We really liked the design, though it's worth noting that since there are no buttons on the unit itself, you have to use the included remote to control playback. Lose the remote and you'll have a problem, especially when it comes to adjusting volume. (The remote controls your iPod's basic functions, and, while the system does have a video output, Apple doesn't allow the iPod menus to be displayed on a TV or other video source, which would make it much easier to navigate the device from afar.)
The centerpiece of the unit is a hefty, custom woofer, bracketed by two Bose Twiddler transducers (no, that's not a new social-networking site; it's a combination of a high-frequency transducer and midrange driver). The woofer alone adds a lot of weight to the unit, and while the speaker can be moved around the house easily enough, the SoundDock 10 weighs a beefy 18.9 pounds (that's three times as much as the aforementioned SoundDock Series II and SoundDock Portable). Held in hand, this model feels quite substantial and well built.
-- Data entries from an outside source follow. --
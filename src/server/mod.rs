//! Game server: session bookkeeping, the game state machine and the TCP
//! multiplexer that feeds it.

use std::path::PathBuf;
use std::time::Duration;

use crate::config::{DEFAULT_BIND, LEADERBOARD_FILE, MAX_CLIENTS, MAX_SESSIONS};
use crate::transport::tcp::DEFAULT_WRITE_TIMEOUT;

pub mod game;
pub mod mux;
pub mod sessions;

pub use game::{Effect, GameServer, Player};
pub use mux::Server;
pub use sessions::{Phase, PlayerId, SessionId, SessionSummary, SessionTable};

/// Frames queued for one client before it is treated as stalled.
pub const SEND_QUEUE_DEPTH: usize = 64;

#[derive(Debug, Clone)]
pub struct ServerConfig {
    pub bind: String,
    pub max_clients: usize,
    pub max_sessions: usize,
    pub leaderboard_path: PathBuf,
    /// Seed for automatic placement; random when absent.
    pub seed: Option<u64>,
    /// Outgoing frames a client may have pending; beyond that it is dropped.
    pub send_queue: usize,
    /// A client whose socket accepts no frame for this long is dropped.
    pub write_timeout: Duration,
}

impl Default for ServerConfig {
    fn default() -> Self {
        ServerConfig {
            bind: DEFAULT_BIND.to_string(),
            max_clients: MAX_CLIENTS,
            max_sessions: MAX_SESSIONS,
            leaderboard_path: PathBuf::from(LEADERBOARD_FILE),
            seed: None,
            send_queue: SEND_QUEUE_DEPTH,
            write_timeout: DEFAULT_WRITE_TIMEOUT,
        }
    }
}
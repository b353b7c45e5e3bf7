//! The 12x12 cell grid with its unused border, plus its 100-digit wire form.

use alloc::string::String;
use core::fmt;

use crate::config::{BOARD_CELLS, FIELD_SIZE, PLAYABLE_SIZE};
use crate::{CellState, Coord, ModelError};

#[derive(Clone, PartialEq, Eq)]
pub struct Field {
    cells: [[CellState; FIELD_SIZE]; FIELD_SIZE],
}

impl Default for Field {
    fn default() -> Self {
        Self::new()
    }
}

impl Field {
    /// An all-empty field.
    pub fn new() -> Self {
        Field {
            cells: [[CellState::Empty; FIELD_SIZE]; FIELD_SIZE],
        }
    }

    pub fn get(&self, coord: Coord) -> CellState {
        let (r, c) = coord.grid();
        self.cells[r][c]
    }

    pub fn set(&mut self, coord: Coord, state: CellState) {
        let (r, c) = coord.grid();
        self.cells[r][c] = state;
    }

    /// Raw access to the bordered grid. Out-of-range reads are empty.
    pub(crate) fn grid_cell(&self, r: usize, c: usize) -> CellState {
        if r < FIELD_SIZE && c < FIELD_SIZE {
            self.cells[r][c]
        } else {
            CellState::Empty
        }
    }

    /// Copy with every ship cell masked as empty.
    pub fn fog_view(&self) -> Field {
        let mut fog = self.clone();
        for row in fog.cells.iter_mut() {
            for cell in row.iter_mut() {
                if *cell == CellState::Ship {
                    *cell = CellState::Empty;
                }
            }
        }
        fog
    }

    pub fn count(&self, state: CellState) -> usize {
        Coord::all().filter(|c| self.get(*c) == state).count()
    }

    /// Neighbours of `coord` in its 8-neighbourhood, clipped to the playable area.
    pub fn neighbors(coord: Coord) -> impl Iterator<Item = Coord> {
        let (r, c) = (coord.row() as isize, coord.col() as isize);
        (-1isize..=1)
            .flat_map(move |dr| (-1isize..=1).map(move |dc| (dr, dc)))
            .filter(|&(dr, dc)| dr != 0 || dc != 0)
            .filter_map(move |(dr, dc)| {
                let (nr, nc) = (r + dr, c + dc);
                if nr < 0 || nc < 0 {
                    None
                } else {
                    Coord::new(nr as usize, nc as usize)
                }
            })
    }

    /// True when the cell and all of its neighbours are empty.
    pub fn is_clear_around(&self, coord: Coord) -> bool {
        self.get(coord) == CellState::Empty
            && Field::neighbors(coord).all(|n| self.get(n) == CellState::Empty)
    }

    /// Serialize the playable area as 100 digits, row-major.
    pub fn encode(&self) -> String {
        let mut out = String::with_capacity(BOARD_CELLS);
        for coord in Coord::all() {
            out.push(self.get(coord).as_digit() as char);
        }
        out
    }

    /// Parse the 100-digit form. Trailing bytes beyond the first 100 are ignored.
    pub fn decode(text: &str) -> Result<Field, ModelError> {
        let bytes = text.as_bytes();
        if bytes.len() < BOARD_CELLS {
            return Err(ModelError::InvalidLayout("field data is too short"));
        }
        let mut field = Field::new();
        for (i, &b) in bytes[..BOARD_CELLS].iter().enumerate() {
            let state = CellState::from_digit(b).ok_or(ModelError::InvalidLayout("unknown cell state"))?;
            field.cells[i / PLAYABLE_SIZE + 1][i % PLAYABLE_SIZE + 1] = state;
        }
        Ok(field)
    }
}

impl fmt::Debug for Field {
    fn fmt(&self, f: &mut fmt::Formatter<'_>) -> fmt::Result {
        for r in 1..=PLAYABLE_SIZE {
            for c in 1..=PLAYABLE_SIZE {
                write!(f, "{}", self.cells[r][c].as_digit() as char)?;
            }
            writeln!(f)?;
        }
        Ok(())
    }
}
As far as extra features go, you don't get a whole lot. There's no radio or clock, but you do get an audio input for other audio devices and a composite-video output for showing iPod/iPhone images or videos when connected to a TV. While Bose is known for its sound and not its video, we wish it had incorporated a component-video connection because composite video really offers a mediocre picture. Particularly at this price point, if you're going to include video, you might as well make it decent.
Bose also has equipped the SoundDock 10 with a proprietary interchangeable docking architecture, which it says is designed to "future-proof" the system and make it compatible with any hot media players or smartphones that might come along (around back, there's a USB port for uploading any future firmware updates). For instance, if Microsoft's Zune really took off, it could add a dock for that, but right now it's only offering an optional Bluetooth dock that costs an additional $149. For 600 bucks, you'd have hoped Bose would have integrated Bluetooth into the unit, but it didn't.
As you might imagine, that Bluetooth dock allows you to stream music wirelessly from your iPod Touch or iPhone to the SoundDock 10 using your Apple device as a source and a remote. When you move too far away from the device--we got about 40 feet away--or run into some interference issues (i.e., microwaves or other Bluetooth devices), a light starts blinking on the dock, which alerts you that the quality of stream may be affected. If the light blinks faster, you're more likely to have a problem.